Stored data:
··········
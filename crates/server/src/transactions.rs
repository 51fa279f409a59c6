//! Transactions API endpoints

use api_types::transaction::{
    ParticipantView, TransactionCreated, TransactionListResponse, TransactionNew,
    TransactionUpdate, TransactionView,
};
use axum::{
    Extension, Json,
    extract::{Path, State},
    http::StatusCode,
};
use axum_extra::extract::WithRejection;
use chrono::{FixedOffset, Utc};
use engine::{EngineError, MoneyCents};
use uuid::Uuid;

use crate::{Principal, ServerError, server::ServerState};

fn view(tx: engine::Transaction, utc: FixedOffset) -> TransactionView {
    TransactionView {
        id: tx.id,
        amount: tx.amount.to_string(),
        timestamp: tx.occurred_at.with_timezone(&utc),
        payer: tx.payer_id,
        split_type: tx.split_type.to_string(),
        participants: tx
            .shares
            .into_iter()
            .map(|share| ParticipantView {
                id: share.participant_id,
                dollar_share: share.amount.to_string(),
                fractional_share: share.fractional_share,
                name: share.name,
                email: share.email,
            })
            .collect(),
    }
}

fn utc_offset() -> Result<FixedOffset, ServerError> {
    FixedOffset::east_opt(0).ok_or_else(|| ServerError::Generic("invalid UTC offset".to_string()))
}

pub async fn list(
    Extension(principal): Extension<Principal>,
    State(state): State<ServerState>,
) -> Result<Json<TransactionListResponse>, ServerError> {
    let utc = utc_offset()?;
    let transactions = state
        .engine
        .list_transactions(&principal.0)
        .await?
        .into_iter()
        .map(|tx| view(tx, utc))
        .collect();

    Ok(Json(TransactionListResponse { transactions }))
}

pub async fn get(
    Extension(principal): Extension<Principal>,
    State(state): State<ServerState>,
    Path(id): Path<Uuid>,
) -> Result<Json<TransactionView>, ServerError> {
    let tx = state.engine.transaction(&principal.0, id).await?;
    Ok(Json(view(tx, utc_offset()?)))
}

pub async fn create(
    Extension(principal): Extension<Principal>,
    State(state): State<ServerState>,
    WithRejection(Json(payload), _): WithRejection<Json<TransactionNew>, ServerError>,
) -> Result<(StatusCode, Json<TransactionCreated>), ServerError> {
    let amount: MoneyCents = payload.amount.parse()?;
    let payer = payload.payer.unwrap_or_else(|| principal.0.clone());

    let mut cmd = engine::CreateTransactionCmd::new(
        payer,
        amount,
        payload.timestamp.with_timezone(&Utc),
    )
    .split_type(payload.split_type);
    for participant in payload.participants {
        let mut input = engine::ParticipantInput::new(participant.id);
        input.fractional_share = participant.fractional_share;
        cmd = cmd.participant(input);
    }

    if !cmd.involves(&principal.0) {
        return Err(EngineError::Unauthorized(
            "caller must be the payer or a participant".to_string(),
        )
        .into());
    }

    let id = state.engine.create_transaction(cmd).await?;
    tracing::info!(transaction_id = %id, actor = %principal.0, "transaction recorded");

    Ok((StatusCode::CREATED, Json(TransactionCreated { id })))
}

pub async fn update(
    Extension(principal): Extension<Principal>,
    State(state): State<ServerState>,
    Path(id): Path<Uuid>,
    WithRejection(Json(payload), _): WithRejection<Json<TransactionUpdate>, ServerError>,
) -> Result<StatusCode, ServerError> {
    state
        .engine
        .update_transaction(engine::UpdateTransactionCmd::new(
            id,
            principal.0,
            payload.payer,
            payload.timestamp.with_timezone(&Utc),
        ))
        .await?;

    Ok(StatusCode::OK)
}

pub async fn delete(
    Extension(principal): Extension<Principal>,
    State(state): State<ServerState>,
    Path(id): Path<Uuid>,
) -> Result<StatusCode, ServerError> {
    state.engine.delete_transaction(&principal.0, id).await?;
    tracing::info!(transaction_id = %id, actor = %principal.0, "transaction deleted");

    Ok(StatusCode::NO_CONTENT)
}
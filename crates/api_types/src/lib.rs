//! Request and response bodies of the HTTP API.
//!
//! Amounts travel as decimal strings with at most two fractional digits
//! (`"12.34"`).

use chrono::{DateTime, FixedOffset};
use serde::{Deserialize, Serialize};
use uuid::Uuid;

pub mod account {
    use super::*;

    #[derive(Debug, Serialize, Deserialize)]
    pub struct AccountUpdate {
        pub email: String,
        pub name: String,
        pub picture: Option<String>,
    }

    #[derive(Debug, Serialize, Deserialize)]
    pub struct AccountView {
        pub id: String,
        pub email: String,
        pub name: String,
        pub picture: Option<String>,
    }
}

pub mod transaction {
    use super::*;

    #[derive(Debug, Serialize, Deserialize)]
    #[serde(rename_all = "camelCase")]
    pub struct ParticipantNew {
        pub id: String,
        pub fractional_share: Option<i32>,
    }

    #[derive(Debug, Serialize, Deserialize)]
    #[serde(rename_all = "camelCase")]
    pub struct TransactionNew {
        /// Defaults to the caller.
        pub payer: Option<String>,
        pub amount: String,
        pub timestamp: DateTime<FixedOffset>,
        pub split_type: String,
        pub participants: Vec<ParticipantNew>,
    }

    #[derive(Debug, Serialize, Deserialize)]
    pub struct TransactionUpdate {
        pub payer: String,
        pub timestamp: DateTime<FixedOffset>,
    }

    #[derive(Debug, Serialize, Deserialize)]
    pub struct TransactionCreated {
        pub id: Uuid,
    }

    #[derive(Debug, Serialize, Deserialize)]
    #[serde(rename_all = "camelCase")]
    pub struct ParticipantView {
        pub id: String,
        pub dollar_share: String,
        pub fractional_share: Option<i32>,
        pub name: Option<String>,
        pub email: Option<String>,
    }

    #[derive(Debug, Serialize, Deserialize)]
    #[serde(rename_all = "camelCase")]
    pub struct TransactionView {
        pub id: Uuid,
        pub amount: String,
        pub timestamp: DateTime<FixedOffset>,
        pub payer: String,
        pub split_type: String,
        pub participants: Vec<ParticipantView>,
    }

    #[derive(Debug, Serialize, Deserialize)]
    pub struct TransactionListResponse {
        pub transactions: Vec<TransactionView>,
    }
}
··········
## TASK STATEMENT
From the first line to the last, please write out the entries exactly.

## RESPONSE
filename crates/server/src/transactions.rs
repository 51fa279f409a59c6
//! Transactions API endpoints

use api_types::transaction::{
    ParticipantView, TransactionCreated, TransactionListResponse, TransactionNew,
    TransactionUpdate, TransactionView,
};
use axum::{
    Extension, Json,
    extract::{Path, State},
    http::StatusCode,
};
use axum_extra::extract::WithRejection;
use chrono::{FixedOffset, Utc};
use engine::{EngineError, MoneyCents};
use uuid::Uuid;

use crate::{Principal, ServerError, server::ServerState};

fn view(tx: engine::Transaction, utc: FixedOffset) -> TransactionView {
    TransactionView {
        id: tx.id,
        amount: tx.amount.to_string(),
        timestamp: tx.occurred_at.with_timezone(&utc),
        payer: tx.payer_id,
        split_type: tx.split_type.to_string(),
        participants: tx
            .shares
            .into_iter()
            .map(|share| ParticipantView {
                id: share.participant_id,
                dollar_share: share.amount.to_string(),
                fractional_share: share.fractional_share,
                name: share.name,
                email: share.email,
            })
            .collect(),
    }
}

fn utc_offset() -> Result<FixedOffset, ServerError> {
    FixedOffset::east_opt(0).ok_or_else(|| ServerError::Generic("invalid UTC offset".to_string()))
}

pub async fn list(
    Extension(principal): Extension<Principal>,
    State(state): State<ServerState>,
) -> Result<Json<TransactionListResponse>, ServerError> {
    let utc = utc_offset()?;
    let transactions = state
        .engine
        .list_transactions(&principal.0)
        .await?
        .into_iter()
        .map(|tx| view(tx, utc))
        .collect();

    Ok(Json(TransactionListResponse { transactions }))
}

pub async fn get(
    Extension(principal): Extension<Principal>,
    State(state): State<ServerState>,
    Path(id): Path<Uuid>,
) -> Result<Json<TransactionView>, ServerError> {
    let tx = state.engine.transaction(&principal.0, id).await?;
    Ok(Json(view(tx, utc_offset()?)))
}

pub async fn create(
    Extension(principal): Extension<Principal>,
    State(state): State<ServerState>,
    WithRejection(Json(payload), _): WithRejection<Json<TransactionNew>, ServerError>,
) -> Result<(StatusCode, Json<TransactionCreated>), ServerError> {
    let amount: MoneyCents = payload.amount.parse()?;
    let payer = payload.payer.unwrap_or_else(|| principal.0.clone());

    let mut cmd = engine::CreateTransactionCmd::new(
        payer,
        amount,
        payload.timestamp.with_timezone(&Utc),
    )
    .split_type(payload.split_type);
    for participant in payload.participants {
        let mut input = engine::ParticipantInput::new(participant.id);
        input.fractional_share = participant.fractional_share;
        cmd = cmd.participant(input);
    }

    if !cmd.involves(&principal.0) {
        return Err(EngineError::Unauthorized(
            "caller must be the payer or a participant".to_string(),
        )
        .into());
    }

    let id = state.engine.create_transaction(cmd).await?;
    tracing::info!(transaction_id = %id, actor = %principal.0, "transaction recorded");

    Ok((StatusCode::CREATED, Json(TransactionCreated { id })))
}

pub async fn update(
    Extension(principal): Extension<Principal>,
    State(state): State<ServerState>,
    Path(id): Path<Uuid>,
    WithRejection(Json(payload), _): WithRejection<Json<TransactionUpdate>, ServerError>,
) -> Result<StatusCode, ServerError> {
    state
        .engine
        .update_transaction(engine::UpdateTransactionCmd::new(
            id,
            principal.0,
            payload.payer,
            payload.timestamp.with_timezone(&Utc),
        ))
        .await?;

    Ok(StatusCode::OK)
}

pub async fn delete(
    Extension(principal): Extension<Principal>,
    State(state): State<ServerState>,
    Path(id): Path<Uuid>,
) -> Result<StatusCode, ServerError> {
    state.engine.delete_transaction(&principal.0, id).await?;
    tracing::info!(transaction_id = %id, actor = %principal.0, "transaction deleted");

    Ok(StatusCode::NO_CONTENT)
}
filename crates/api_types/src/lib.rs
//! Request and response bodies of the HTTP API.
//!
//! Amounts travel as decimal strings with at most two fractional digits
//! (`"12.34"`).

use chrono::{DateTime, FixedOffset};
use serde::{Deserialize, Serialize};
use uuid::Uuid;

pub mod account {
    use super::*;

    #[derive(Debug, Serialize, Deserialize)]
    pub struct AccountUpdate {
        pub email: String,
        pub name: String,
        pub picture: Option<String>,
    }

    #[derive(Debug, Serialize, Deserialize)]
    pub struct AccountView {
        pub id: String,
        pub email: String,
        pub name: String,
        pub picture: Option<String>,
    }
}

pub mod transaction {
    use super::*;

    #[derive(Debug, Serialize, Deserialize)]
    #[serde(rename_all = "camelCase")]
    pub struct ParticipantNew {
        pub id: String,
        pub fractional_share: Option<i32>,
    }

    #[derive(Debug, Serialize, Deserialize)]
    #[serde(rename_all = "camelCase")]
    pub struct TransactionNew {
        /// Defaults to the caller.
        pub payer: Option<String>,
        pub amount: String,
        pub timestamp: DateTime<FixedOffset>,
        pub split_type: String,
        pub participants: Vec<ParticipantNew>,
    }

    #[derive(Debug, Serialize, Deserialize)]
    pub struct TransactionUpdate {
        pub payer: String,
        pub timestamp: DateTime<FixedOffset>,
    }

    #[derive(Debug, Serialize, Deserialize)]
    pub struct TransactionCreated {
        pub id: Uuid,
    }

    #[derive(Debug, Serialize, Deserialize)]
    #[serde(rename_all = "camelCase")]
    pub struct ParticipantView {
        pub id: String,
        pub dollar_share: String,
        pub fractional_share: Option<i32>,
        pub name: Option<String>,
        pub email: Option<String>,
    }

    #[derive(Debug, Serialize, Deserialize)]
    #[serde(rename_all = "camelCase")]
    pub struct TransactionView {
        pub id: Uuid,
        pub amount: String,
        pub timestamp: DateTime<FixedOffset>,
        pub payer: String,
        pub split_type: String,
        pub participants: Vec<ParticipantView>,
    }

    #[derive(Debug, Serialize, Deserialize)]
    pub struct TransactionListResponse {
        pub transactions: Vec<TransactionView>,
    }
}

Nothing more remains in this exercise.